Namibia has a considerable mining industry, producing a diverse range of metallic and industrial minerals, including uranium, copper, zinc, and gold as well as diamonds and high-quality building stones for sawing and polishing. It has recently been ranked very highly by the Fraser Institute in their global ranking of the ease of doing business for mining companies.

On behalf of the board of directors,

Vilhjalmur Thor Vilhjalmsson
CEO and Director

About Ubique Minerals Limited

Ubique Minerals Ltd. is an exploration company listed on the CSE (CSE:UBQ) focused on exploration of its Daniel's Harbour zinc property in Newfoundland and is actively looking at other projects around the world. Ubique became a publicly listed company in September 2018. Ubique has an experienced management group with a record of multiple discoveries of deposits worldwide and owns an extensive and exclusive database of historic exploration results from the Daniel's Harbour area.

For more information on Ubique please contact see www.ubiqueminerals.com or contact vilhjalmur@jvcapital.co.uk

Dr. Gerald Harper, P.Geo.(NL), director of Ubique, is the qualified person as defined by NI 43-101 responsible for the technical data presented herein and has reviewed and approved this release.

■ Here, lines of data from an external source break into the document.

use futures::StreamExt as _;
use tokio::net::TcpStream;
use tokio::sync::{mpsc, watch};
use tokio::task::JoinHandle;
use tokio::time::sleep;
use tokio_tungstenite::tungstenite::http::HeaderMap;
use tokio_tungstenite::{MaybeTlsStream, WebSocketStream};

use crate::config::Config;
use crate::error::Error;
use crate::types::{Command, FrameKind, State, Status};
use crate::writer::WriterExit;
use crate::{dialer, keepalive, reader, writer};

pub(crate) type WsStream = WebSocketStream<MaybeTlsStream<TcpStream>>;

/// Internal stream capacities. Each worker sends at most one report per
/// lifetime, so capacity 1 keeps a dying worker from ever blocking on the
/// supervisor.
const CONN_CAPACITY: usize = 1;
const READER_ERROR_CAPACITY: usize = 1;
const WRITER_EXIT_CAPACITY: usize = 1;
const CONTROL_CAPACITY: usize = 1;
const IO_EVENT_CAPACITY: usize = 2;

/// The single coordinating task behind an endpoint.
///
/// Owns all mutable coordination state and advances it one event at a time:
/// a connection arriving from the dialer, a reader error, a writer exit, or
/// a user command. Spawns and reaps every worker, and on shutdown drains and
/// joins them before closing the user-visible streams.
pub(crate) struct Supervisor {
    url: String,
    headers: HeaderMap,
    config: Config,

    inbound_tx: mpsc::Sender<Vec<u8>>,
    status_tx: mpsc::Sender<Status>,
    /// Held between connections; a live writer owns it otherwise
    outbound_rx: Option<mpsc::Receiver<Vec<u8>>>,
    command_rx: mpsc::Receiver<Command>,

    conn_tx: mpsc::Sender<WsStream>,
    conn_rx: mpsc::Receiver<WsStream>,
    reader_error_tx: mpsc::Sender<Error>,
    reader_error_rx: mpsc::Receiver<Error>,
    writer_exit_tx: mpsc::Sender<WriterExit>,
    writer_exit_rx: mpsc::Receiver<WriterExit>,
    control_tx: mpsc::Sender<Command>,
    /// Held between connections, like `outbound_rx`
    control_rx: Option<mpsc::Receiver<Command>>,
    io_tx: mpsc::Sender<()>,
    io_rx: Option<mpsc::Receiver<()>>,
    dial_cancel: watch::Sender<bool>,

    /// Close signal for the current connection; `Some` if and only if a
    /// reader or writer exists. Dropping the sender is the close operation.
    conn_close: Option<watch::Sender<bool>>,
    reading: bool,
    writing: bool,
    frame: FrameKind,

    dialer_task: Option<JoinHandle<()>>,
    reader_task: Option<JoinHandle<()>>,
    writer_task: Option<JoinHandle<()>>,
    keepalive_task: Option<JoinHandle<()>>,
}

impl Supervisor {
    pub(crate) fn new(
        url: String,
        headers: HeaderMap,
        config: Config,
        inbound_tx: mpsc::Sender<Vec<u8>>,
        status_tx: mpsc::Sender<Status>,
        outbound_rx: mpsc::Receiver<Vec<u8>>,
        command_rx: mpsc::Receiver<Command>,
    ) -> Self {
        let (conn_tx, conn_rx) = mpsc::channel(CONN_CAPACITY);
        let (reader_error_tx, reader_error_rx) = mpsc::channel(READER_ERROR_CAPACITY);
        let (writer_exit_tx, writer_exit_rx) = mpsc::channel(WRITER_EXIT_CAPACITY);
        let (control_tx, control_rx) = mpsc::channel(CONTROL_CAPACITY);
        let (io_tx, io_rx) = mpsc::channel(IO_EVENT_CAPACITY);
        let (dial_cancel, _) = watch::channel(false);

        Self {
            url,
            headers,
            config,
            inbound_tx,
            status_tx,
            outbound_rx: Some(outbound_rx),
            command_rx,
            conn_tx,
            conn_rx,
            reader_error_tx,
            reader_error_rx,
            writer_exit_tx,
            writer_exit_rx,
            control_tx,
            control_rx: Some(control_rx),
            io_tx,
            io_rx: Some(io_rx),
            dial_cancel,
            conn_close: None,
            reading: false,
            writing: false,
            frame: FrameKind::Binary,
            dialer_task: None,
            reader_task: None,
            writer_task: None,
            keepalive_task: None,
        }
    }

    pub(crate) async fn run(mut self) {
        if let Some(io_rx) = self.io_rx.take() {
            self.keepalive_task = Some(tokio::spawn(keepalive::run(
                io_rx,
                self.control_tx.clone(),
                self.config.keepalive_interval,
            )));
        }
        self.spawn_dialer();

        loop {
            tokio::select! {
                conn = self.conn_rx.recv() => match conn {
                    Some(stream) => self.attach(stream),
                    None => break,
                },
                Some(error) = self.reader_error_rx.recv() => self.on_reader_error(error).await,
                Some(exit) = self.writer_exit_rx.recv() => self.on_writer_exit(exit).await,
                command = self.command_rx.recv() => match command {
                    None | Some(Command::Quit) => {
                        _ = self.status_tx.send(Status::new(State::Disconnected)).await;
                        break;
                    }
                    Some(Command::Ping) => {
                        if self.writing && self.conn_close.is_some() {
                            _ = self.control_tx.send(Command::Ping).await;
                        }
                    }
                    Some(command @ (Command::UseText | Command::UseBinary)) => {
                        self.frame = match command {
                            Command::UseText => FrameKind::Text,
                            _ => FrameKind::Binary,
                        };
                        if self.writing {
                            _ = self.control_tx.send(command).await;
                        }
                    }
                },
            }
        }

        self.teardown().await;
    }

    fn spawn_dialer(&mut self) {
        self.dialer_task = Some(tokio::spawn(dialer::run(
            self.url.clone(),
            self.headers.clone(),
            self.config.clone(),
            self.conn_tx.clone(),
            self.status_tx.clone(),
            self.dial_cancel.subscribe(),
        )));
    }

    /// Bind a freshly dialed connection to a new reader/writer pair.
    fn attach(&mut self, stream: WsStream) {
        debug_assert!(!self.reading && !self.writing);
        let (Some(outbound), Some(mut control)) = (self.outbound_rx.take(), self.control_rx.take())
        else {
            return;
        };

        // The previous connection's lifetime may have left a command behind
        // (a QUIT addressed to a writer that had already exited, or a stale
        // PING). It must not reach the new writer.
        while control.try_recv().is_ok() {}

        let (sink, source) = stream.split();
        let (close_tx, close_rx) = watch::channel(false);

        self.reading = true;
        self.reader_task = Some(tokio::spawn(reader::run(
            source,
            close_rx.clone(),
            self.inbound_tx.clone(),
            self.io_tx.clone(),
            self.reader_error_tx.clone(),
        )));

        self.writing = true;
        self.writer_task = Some(tokio::spawn(writer::run(
            sink,
            outbound,
            control,
            close_rx,
            self.io_tx.clone(),
            self.writer_exit_tx.clone(),
            self.frame,
            self.config.clone(),
        )));

        self.conn_close = Some(close_tx);
    }

    async fn on_reader_error(&mut self, error: Error) {
        #[cfg(feature = "tracing")]
        tracing::debug!(%error, "reader stopped");

        self.reading = false;
        if self.writing {
            // The writer is still up; ask it to exit and let its exit report
            // drive the reconnection.
            _ = self.control_tx.send(Command::Quit).await;
            _ = self.status_tx.send(Status::disconnected(error)).await;
        } else {
            drop(self.conn_close.take());
            self.spawn_dialer();
        }
    }

    async fn on_writer_exit(&mut self, exit: WriterExit) {
        #[cfg(feature = "tracing")]
        tracing::debug!(error = %exit.error, "writer stopped");

        self.writing = false;
        let WriterExit {
            error,
            outbound,
            control,
        } = exit;
        self.outbound_rx = Some(outbound);
        self.control_rx = Some(control);

        if self.reading {
            // Closing the connection forces the reader down; its error
            // arrives as the next event.
            drop(self.conn_close.take());
            _ = self.status_tx.send(Status::disconnected(error)).await;
        } else {
            self.conn_close = None;
            self.spawn_dialer();
        }
    }

    /// Ordered shutdown: release every worker, give them a moment to react,
    /// drain whatever they were mid-send on, then join them all before the
    /// user-visible streams close.
    async fn teardown(mut self) {
        #[cfg(feature = "tracing")]
        tracing::debug!("endpoint shutting down");

        drop(self.conn_close.take());
        drop(self.dial_cancel);
        drop(self.control_tx);
        drop(self.io_tx);

        sleep(self.config.drain_grace).await;

        // A worker that was mid-send when shutdown began must not wedge the
        // join below. A late-arriving connection is closed by dropping it.
        while let Ok(stream) = self.conn_rx.try_recv() {
            drop(stream);
        }
        while self.reader_error_rx.try_recv().is_ok() {}
        while let Ok(exit) = self.writer_exit_rx.try_recv() {
            self.outbound_rx = Some(exit.outbound);
        }

        for task in [
            self.dialer_task.take(),
            self.reader_task.take(),
            self.writer_task.take(),
            self.keepalive_task.take(),
        ]
        .into_iter()
        .flatten()
        {
            _ = task.await;
        }

        // The writer may have exited only after the first drain pass.
        while let Ok(exit) = self.writer_exit_rx.try_recv() {
            self.outbound_rx = Some(exit.outbound);
        }
        if let Some(mut outbound) = self.outbound_rx.take() {
            while outbound.try_recv().is_ok() {}
        }
        while self.command_rx.try_recv().is_ok() {}

        // Dropping self closes the inbound and status streams.
    }
}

Forward-Looking Information: This press release may include forward-looking information within the meaning of Canadian securities legislation, concerning the business and trading in the common stock of Ubique Minerals Ltd.., the raising of additional capital and the future development of the business. The forward-looking information is based on certain key expectations and assumptions made by the company's management. Although the company believes that the expectations and assumptions on which such forward-looking information is based are reasonable, undue reliance should not be placed on the forward-looking information because Ubique can give no assurance that they will prove to be correct. These forward-looking statements are made as of the date of this press release and Ubique disclaims any intent or obligation to update publicly any forward-looking information, whether as a result of new information, future events or results or otherwise, other than as required by applicable securities laws.

Neither the Canadian Securities Exchange nor its Regulation Services Provider accepts responsibility for the adequacy or accuracy of this release.